> [WORK REQUEST]: Could you return the full listing below exactly as it appears?

== == ==

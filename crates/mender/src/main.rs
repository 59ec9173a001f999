//! `mender` — autonomous CI repair agent binary.
//!
//! Wires the four external-interface adapters (GitHub code host, Docker
//! sandbox, SQLite store, HTTP LLM client) into a [`PipelineContext`] and
//! exposes it two ways: a long-running webhook server (`serve`) and a
//! one-shot local debugging tool (`replay`) that calls straight into
//! [`mender_core::run_pipeline`] without going through HTTP.

mod config;
mod server;

use anyhow::{Context, Result};
use clap::{Parser, Subcommand};
use colored::Colorize;
use config::AppConfig;
use mender_codehost::GitHubCodeHost;
use mender_core::llm::HttpLlmClient;
use mender_core::webhook::IngestEvent;
use mender_core::{NewFailure, PipelineContext, PipelineOutcome};
use mender_sandbox::DockerSandboxDriver;
use mender_store::SqliteStore;
use notify::Notifier;
use std::path::{Path, PathBuf};
use std::sync::Arc;
use tokio_util::sync::CancellationToken;
use tracing::info;
use tracing_subscriber::EnvFilter;

#[derive(Parser)]
#[command(name = "mender")]
#[command(about = "Autonomous CI repair agent")]
#[command(version)]
struct Cli {
    #[command(subcommand)]
    command: Commands,
}

#[derive(Subcommand)]
enum Commands {
    /// Run the webhook ingestion server and the background janitor.
    Serve {
        /// Directory each pipeline run clones its workspace into.
        #[arg(long, default_value = "workspaces")]
        workspace_root: PathBuf,
    },
    /// Replay one captured event file straight through the pipeline,
    /// bypassing the HTTP webhook — useful for reproducing a specific
    /// failure locally.
    Replay {
        /// Path to a JSON file matching the webhook's event shape
        /// (`repo`, `run_id`, `sha`, `branch`, `workflow_name`, `action`,
        /// `conclusion`).
        #[arg(long)]
        event_file: PathBuf,

        /// Directory to clone the replayed run's workspace into.
        #[arg(long, default_value = "workspaces")]
        workspace_root: PathBuf,
    },
}

#[tokio::main]
async fn main() -> Result<()> {
    dotenvy::dotenv().ok();
    tracing_subscriber::fmt()
        .with_env_filter(
            EnvFilter::try_from_default_env().unwrap_or_else(|_| EnvFilter::new("mender=info")),
        )
        .init();

    let cli = Cli::parse();
    let config = AppConfig::from_env()?;
    let pipeline = Arc::new(build_pipeline_context(&config).await?);

    match cli.command {
        Commands::Serve { workspace_root } => {
            std::fs::create_dir_all(&workspace_root).context("creating workspace root")?;

            let janitor_sandbox = Arc::clone(&pipeline.sandbox);
            let janitor_workspace_root = workspace_root.clone();
            tokio::spawn(async move {
                mender_core::janitor::run(janitor_sandbox.as_ref(), &janitor_workspace_root).await;
            });

            server::serve(pipeline, &config, workspace_root).await
        }
        Commands::Replay {
            event_file,
            workspace_root,
        } => {
            std::fs::create_dir_all(&workspace_root).context("creating workspace root")?;
            replay(&pipeline, &event_file, &workspace_root).await
        }
    }
}

async fn build_pipeline_context(config: &AppConfig) -> Result<PipelineContext> {
    let store = SqliteStore::connect(&config.database_url)
        .await
        .context("connecting to the durable store")?;
    let sandbox = DockerSandboxDriver::connect().context("connecting to the Docker daemon")?;
    let codehost =
        GitHubCodeHost::new(config.github_token.clone()).context("building the GitHub client")?;
    let llm = HttpLlmClient::new(
        config.llm_base_url.clone(),
        config.llm_model.clone(),
        config.llm_api_key.clone(),
    );
    let notifier = Notifier::from_env();

    Ok(PipelineContext {
        llm: Arc::new(llm),
        sandbox: Arc::new(sandbox),
        codehost: Arc::new(codehost),
        store: Arc::new(store),
        notifier: Arc::new(notifier),
        sandbox_image: config.sandbox_image.clone(),
    })
}

/// Run one event through the pipeline to completion and print its outcome,
/// rather than spawning it fire-and-forget the way the webhook handler
/// does — a replay is a single debugging run, not a server handling
/// concurrent ingestions.
async fn replay(pipeline: &Arc<PipelineContext>, event_file: &Path, workspace_root: &Path) -> Result<()> {
    let raw = std::fs::read_to_string(event_file)
        .with_context(|| format!("reading {}", event_file.display()))?;
    let event: IngestEvent = serde_json::from_str(&raw).context("parsing event file")?;

    if !event.is_failure() {
        info!(conclusion = %event.conclusion, "event is not a failure, nothing to replay");
        println!("{}", "not a completed failure, nothing to replay".yellow());
        return Ok(());
    }

    let failure = pipeline
        .store
        .upsert_failure(NewFailure {
            run_id: event.run_id,
            repo: event.repo.clone(),
            sha: event.sha.clone(),
            branch: event.branch.clone(),
            workflow_name: event.workflow_name.clone(),
        })
        .await
        .context("recording the replayed failure")?;

    let run_dir = workspace_root.join(format!("{}-{}", failure.id, failure.run_id));
    let outcome = mender_core::run_pipeline(pipeline, failure.id, &run_dir, CancellationToken::new())
        .await
        .context("running the pipeline")?;
    info!(?outcome, "replay finished");
    print_outcome(&outcome);
    Ok(())
}

fn print_outcome(outcome: &PipelineOutcome) {
    match outcome {
        PipelineOutcome::Fixed { pr_url } => {
            println!("{} {}", "✓ fixed:".green().bold(), pr_url);
        }
        PipelineOutcome::Escalated { reason, issue_url } => {
            println!("{} {reason}", "⚠ escalated:".yellow().bold());
            println!("  {issue_url}");
        }
        PipelineOutcome::NotReproduced => {
            println!("{}", "✗ failure did not reproduce".red().bold());
        }
    }
}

== == ==

> [RESPONSE AREA]:
filename crates/mender/src/main.rs
repository 59ec9173a001f999
//! `mender` — autonomous CI repair agent binary.
//!
//! Wires the four external-interface adapters (GitHub code host, Docker
//! sandbox, SQLite store, HTTP LLM client) into a [`PipelineContext`] and
//! exposes it two ways: a long-running webhook server (`serve`) and a
//! one-shot local debugging tool (`replay`) that calls straight into
//! [`mender_core::run_pipeline`] without going through HTTP.

mod config;
mod server;

use anyhow::{Context, Result};
use clap::{Parser, Subcommand};
use colored::Colorize;
use config::AppConfig;
use mender_codehost::GitHubCodeHost;
use mender_core::llm::HttpLlmClient;
use mender_core::webhook::IngestEvent;
use mender_core::{NewFailure, PipelineContext, PipelineOutcome};
use mender_sandbox::DockerSandboxDriver;
use mender_store::SqliteStore;
use notify::Notifier;
use std::path::{Path, PathBuf};
use std::sync::Arc;
use tokio_util::sync::CancellationToken;
use tracing::info;
use tracing_subscriber::EnvFilter;

#[derive(Parser)]
#[command(name = "mender")]
#[command(about = "Autonomous CI repair agent")]
#[command(version)]
struct Cli {
    #[command(subcommand)]
    command: Commands,
}

#[derive(Subcommand)]
enum Commands {
    /// Run the webhook ingestion server and the background janitor.
    Serve {
        /// Directory each pipeline run clones its workspace into.
        #[arg(long, default_value = "workspaces")]
        workspace_root: PathBuf,
    },
    /// Replay one captured event file straight through the pipeline,
    /// bypassing the HTTP webhook — useful for reproducing a specific
    /// failure locally.
    Replay {
        /// Path to a JSON file matching the webhook's event shape
        /// (`repo`, `run_id`, `sha`, `branch`, `workflow_name`, `action`,
        /// `conclusion`).
        #[arg(long)]
        event_file: PathBuf,

        /// Directory to clone the replayed run's workspace into.
        #[arg(long, default_value = "workspaces")]
        workspace_root: PathBuf,
    },
}

#[tokio::main]
async fn main() -> Result<()> {
    dotenvy::dotenv().ok();
    tracing_subscriber::fmt()
        .with_env_filter(
            EnvFilter::try_from_default_env().unwrap_or_else(|_| EnvFilter::new("mender=info")),
        )
        .init();

    let cli = Cli::parse();
    let config = AppConfig::from_env()?;
    let pipeline = Arc::new(build_pipeline_context(&config).await?);

    match cli.command {
        Commands::Serve { workspace_root } => {
            std::fs::create_dir_all(&workspace_root).context("creating workspace root")?;

            let janitor_sandbox = Arc::clone(&pipeline.sandbox);
            let janitor_workspace_root = workspace_root.clone();
            tokio::spawn(async move {
                mender_core::janitor::run(janitor_sandbox.as_ref(), &janitor_workspace_root).await;
            });

            server::serve(pipeline, &config, workspace_root).await
        }
        Commands::Replay {
            event_file,
            workspace_root,
        } => {
            std::fs::create_dir_all(&workspace_root).context("creating workspace root")?;
            replay(&pipeline, &event_file, &workspace_root).await
        }
    }
}

async fn build_pipeline_context(config: &AppConfig) -> Result<PipelineContext> {
    let store = SqliteStore::connect(&config.database_url)
        .await
        .context("connecting to the durable store")?;
    let sandbox = DockerSandboxDriver::connect().context("connecting to the Docker daemon")?;
    let codehost =
        GitHubCodeHost::new(config.github_token.clone()).context("building the GitHub client")?;
    let llm = HttpLlmClient::new(
        config.llm_base_url.clone(),
        config.llm_model.clone(),
        config.llm_api_key.clone(),
    );
    let notifier = Notifier::from_env();

    Ok(PipelineContext {
        llm: Arc::new(llm),
        sandbox: Arc::new(sandbox),
        codehost: Arc::new(codehost),
        store: Arc::new(store),
        notifier: Arc::new(notifier),
        sandbox_image: config.sandbox_image.clone(),
    })
}

/// Run one event through the pipeline to completion and print its outcome,
/// rather than spawning it fire-and-forget the way the webhook handler
/// does — a replay is a single debugging run, not a server handling
/// concurrent ingestions.
async fn replay(pipeline: &Arc<PipelineContext>, event_file: &Path, workspace_root: &Path) -> Result<()> {
    let raw = std::fs::read_to_string(event_file)
        .with_context(|| format!("reading {}", event_file.display()))?;
    let event: IngestEvent = serde_json::from_str(&raw).context("parsing event file")?;

    if !event.is_failure() {
        info!(conclusion = %event.conclusion, "event is not a failure, nothing to replay");
        println!("{}", "not a completed failure, nothing to replay".yellow());
        return Ok(());
    }

    let failure = pipeline
        .store
        .upsert_failure(NewFailure {
            run_id: event.run_id,
            repo: event.repo.clone(),
            sha: event.sha.clone(),
            branch: event.branch.clone(),
            workflow_name: event.workflow_name.clone(),
        })
        .await
        .context("recording the replayed failure")?;

    let run_dir = workspace_root.join(format!("{}-{}", failure.id, failure.run_id));
    let outcome = mender_core::run_pipeline(pipeline, failure.id, &run_dir, CancellationToken::new())
        .await
        .context("running the pipeline")?;
    info!(?outcome, "replay finished");
    print_outcome(&outcome);
    Ok(())
}

fn print_outcome(outcome: &PipelineOutcome) {
    match outcome {
        PipelineOutcome::Fixed { pr_url } => {
            println!("{} {}", "✓ fixed:".green().bold(), pr_url);
        }
        PipelineOutcome::Escalated { reason, issue_url } => {
            println!("{} {reason}", "⚠ escalated:".yellow().bold());
            println!("  {issue_url}");
        }
        PipelineOutcome::NotReproduced => {
            println!("{}", "✗ failure did not reproduce".red().bold());
        }
    }
}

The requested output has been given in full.